[Information]
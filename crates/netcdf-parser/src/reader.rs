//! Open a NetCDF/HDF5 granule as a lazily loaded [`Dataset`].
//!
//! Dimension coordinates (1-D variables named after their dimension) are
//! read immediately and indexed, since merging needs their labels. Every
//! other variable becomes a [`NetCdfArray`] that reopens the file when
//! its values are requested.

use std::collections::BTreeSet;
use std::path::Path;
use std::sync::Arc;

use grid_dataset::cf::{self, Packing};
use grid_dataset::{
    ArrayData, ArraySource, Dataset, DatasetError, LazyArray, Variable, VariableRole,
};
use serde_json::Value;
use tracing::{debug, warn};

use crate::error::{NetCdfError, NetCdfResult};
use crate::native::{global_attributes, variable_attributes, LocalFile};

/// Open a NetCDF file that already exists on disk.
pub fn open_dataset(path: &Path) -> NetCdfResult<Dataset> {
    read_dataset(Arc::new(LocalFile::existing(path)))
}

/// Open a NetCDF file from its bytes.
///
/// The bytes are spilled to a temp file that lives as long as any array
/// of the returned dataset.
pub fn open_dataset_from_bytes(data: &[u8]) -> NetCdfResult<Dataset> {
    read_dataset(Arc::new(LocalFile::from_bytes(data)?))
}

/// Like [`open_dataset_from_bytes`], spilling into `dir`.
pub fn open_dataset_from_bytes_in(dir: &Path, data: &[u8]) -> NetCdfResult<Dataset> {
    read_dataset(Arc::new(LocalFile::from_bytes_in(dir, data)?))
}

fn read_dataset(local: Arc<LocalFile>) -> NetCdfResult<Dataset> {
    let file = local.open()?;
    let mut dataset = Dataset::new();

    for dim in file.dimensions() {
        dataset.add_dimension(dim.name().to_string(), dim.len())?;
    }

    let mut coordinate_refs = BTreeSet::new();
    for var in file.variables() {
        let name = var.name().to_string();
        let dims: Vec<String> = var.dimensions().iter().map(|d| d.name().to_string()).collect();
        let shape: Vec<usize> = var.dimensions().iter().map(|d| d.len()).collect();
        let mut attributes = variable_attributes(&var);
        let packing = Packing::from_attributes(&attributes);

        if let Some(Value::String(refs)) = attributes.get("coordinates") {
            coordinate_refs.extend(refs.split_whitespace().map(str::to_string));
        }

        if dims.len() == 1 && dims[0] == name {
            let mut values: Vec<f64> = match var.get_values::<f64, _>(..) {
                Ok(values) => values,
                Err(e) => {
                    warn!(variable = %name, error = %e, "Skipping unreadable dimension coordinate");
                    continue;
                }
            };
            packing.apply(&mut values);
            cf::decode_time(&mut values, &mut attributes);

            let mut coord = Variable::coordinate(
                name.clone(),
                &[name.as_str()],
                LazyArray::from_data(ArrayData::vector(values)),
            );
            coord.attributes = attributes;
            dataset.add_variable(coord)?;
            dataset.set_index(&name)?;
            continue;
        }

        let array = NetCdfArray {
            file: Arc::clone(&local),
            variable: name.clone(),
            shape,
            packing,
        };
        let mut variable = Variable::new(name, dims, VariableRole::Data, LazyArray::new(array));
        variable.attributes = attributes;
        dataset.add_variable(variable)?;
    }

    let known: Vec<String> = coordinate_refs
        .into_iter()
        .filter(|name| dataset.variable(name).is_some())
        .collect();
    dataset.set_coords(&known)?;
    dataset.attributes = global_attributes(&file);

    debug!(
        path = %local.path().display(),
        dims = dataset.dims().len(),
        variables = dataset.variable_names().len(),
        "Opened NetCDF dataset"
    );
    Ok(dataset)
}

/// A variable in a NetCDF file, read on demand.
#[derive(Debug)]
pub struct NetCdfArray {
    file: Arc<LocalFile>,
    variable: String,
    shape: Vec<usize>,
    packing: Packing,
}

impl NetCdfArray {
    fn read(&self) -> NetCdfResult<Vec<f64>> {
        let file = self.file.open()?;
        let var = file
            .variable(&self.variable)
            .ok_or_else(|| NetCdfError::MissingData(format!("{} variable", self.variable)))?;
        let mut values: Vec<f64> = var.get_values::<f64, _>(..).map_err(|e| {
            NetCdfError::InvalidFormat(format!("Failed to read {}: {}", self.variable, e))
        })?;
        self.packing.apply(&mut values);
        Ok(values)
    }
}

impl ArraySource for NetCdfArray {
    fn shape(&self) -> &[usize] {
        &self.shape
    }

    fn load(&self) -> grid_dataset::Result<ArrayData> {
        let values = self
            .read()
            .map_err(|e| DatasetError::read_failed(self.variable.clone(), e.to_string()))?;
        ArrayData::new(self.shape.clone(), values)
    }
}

[To do] Could the entire listing be reproduced without any alteration?

[Solution below]
filename crates/netcdf-parser/src/reader.rs
//! Open a NetCDF/HDF5 granule as a lazily loaded [`Dataset`].
//!
//! Dimension coordinates (1-D variables named after their dimension) are
//! read immediately and indexed, since merging needs their labels. Every
//! other variable becomes a [`NetCdfArray`] that reopens the file when
//! its values are requested.

use std::collections::BTreeSet;
use std::path::Path;
use std::sync::Arc;

use grid_dataset::cf::{self, Packing};
use grid_dataset::{
    ArrayData, ArraySource, Dataset, DatasetError, LazyArray, Variable, VariableRole,
};
use serde_json::Value;
use tracing::{debug, warn};

use crate::error::{NetCdfError, NetCdfResult};
use crate::native::{global_attributes, variable_attributes, LocalFile};

/// Open a NetCDF file that already exists on disk.
pub fn open_dataset(path: &Path) -> NetCdfResult<Dataset> {
    read_dataset(Arc::new(LocalFile::existing(path)))
}

/// Open a NetCDF file from its bytes.
///
/// The bytes are spilled to a temp file that lives as long as any array
/// of the returned dataset.
pub fn open_dataset_from_bytes(data: &[u8]) -> NetCdfResult<Dataset> {
    read_dataset(Arc::new(LocalFile::from_bytes(data)?))
}

/// Like [`open_dataset_from_bytes`], spilling into `dir`.
pub fn open_dataset_from_bytes_in(dir: &Path, data: &[u8]) -> NetCdfResult<Dataset> {
    read_dataset(Arc::new(LocalFile::from_bytes_in(dir, data)?))
}

fn read_dataset(local: Arc<LocalFile>) -> NetCdfResult<Dataset> {
    let file = local.open()?;
    let mut dataset = Dataset::new();

    for dim in file.dimensions() {
        dataset.add_dimension(dim.name().to_string(), dim.len())?;
    }

    let mut coordinate_refs = BTreeSet::new();
    for var in file.variables() {
        let name = var.name().to_string();
        let dims: Vec<String> = var.dimensions().iter().map(|d| d.name().to_string()).collect();
        let shape: Vec<usize> = var.dimensions().iter().map(|d| d.len()).collect();
        let mut attributes = variable_attributes(&var);
        let packing = Packing::from_attributes(&attributes);

        if let Some(Value::String(refs)) = attributes.get("coordinates") {
            coordinate_refs.extend(refs.split_whitespace().map(str::to_string));
        }

        if dims.len() == 1 && dims[0] == name {
            let mut values: Vec<f64> = match var.get_values::<f64, _>(..) {
                Ok(values) => values,
                Err(e) => {
                    warn!(variable = %name, error = %e, "Skipping unreadable dimension coordinate");
                    continue;
                }
            };
            packing.apply(&mut values);
            cf::decode_time(&mut values, &mut attributes);

            let mut coord = Variable::coordinate(
                name.clone(),
                &[name.as_str()],
                LazyArray::from_data(ArrayData::vector(values)),
            );
            coord.attributes = attributes;
            dataset.add_variable(coord)?;
            dataset.set_index(&name)?;
            continue;
        }

        let array = NetCdfArray {
            file: Arc::clone(&local),
            variable: name.clone(),
            shape,
            packing,
        };
        let mut variable = Variable::new(name, dims, VariableRole::Data, LazyArray::new(array));
        variable.attributes = attributes;
        dataset.add_variable(variable)?;
    }

    let known: Vec<String> = coordinate_refs
        .into_iter()
        .filter(|name| dataset.variable(name).is_some())
        .collect();
    dataset.set_coords(&known)?;
    dataset.attributes = global_attributes(&file);

    debug!(
        path = %local.path().display(),
        dims = dataset.dims().len(),
        variables = dataset.variable_names().len(),
        "Opened NetCDF dataset"
    );
    Ok(dataset)
}

/// A variable in a NetCDF file, read on demand.
#[derive(Debug)]
pub struct NetCdfArray {
    file: Arc<LocalFile>,
    variable: String,
    shape: Vec<usize>,
    packing: Packing,
}

impl NetCdfArray {
    fn read(&self) -> NetCdfResult<Vec<f64>> {
        let file = self.file.open()?;
        let var = file
            .variable(&self.variable)
            .ok_or_else(|| NetCdfError::MissingData(format!("{} variable", self.variable)))?;
        let mut values: Vec<f64> = var.get_values::<f64, _>(..).map_err(|e| {
            NetCdfError::InvalidFormat(format!("Failed to read {}: {}", self.variable, e))
        })?;
        self.packing.apply(&mut values);
        Ok(values)
    }
}

impl ArraySource for NetCdfArray {
    fn shape(&self) -> &[usize] {
        &self.shape
    }

    fn load(&self) -> grid_dataset::Result<ArrayData> {
        let values = self
            .read()
            .map_err(|e| DatasetError::read_failed(self.variable.clone(), e.to_string()))?;
        ArrayData::new(self.shape.clone(), values)
    }
}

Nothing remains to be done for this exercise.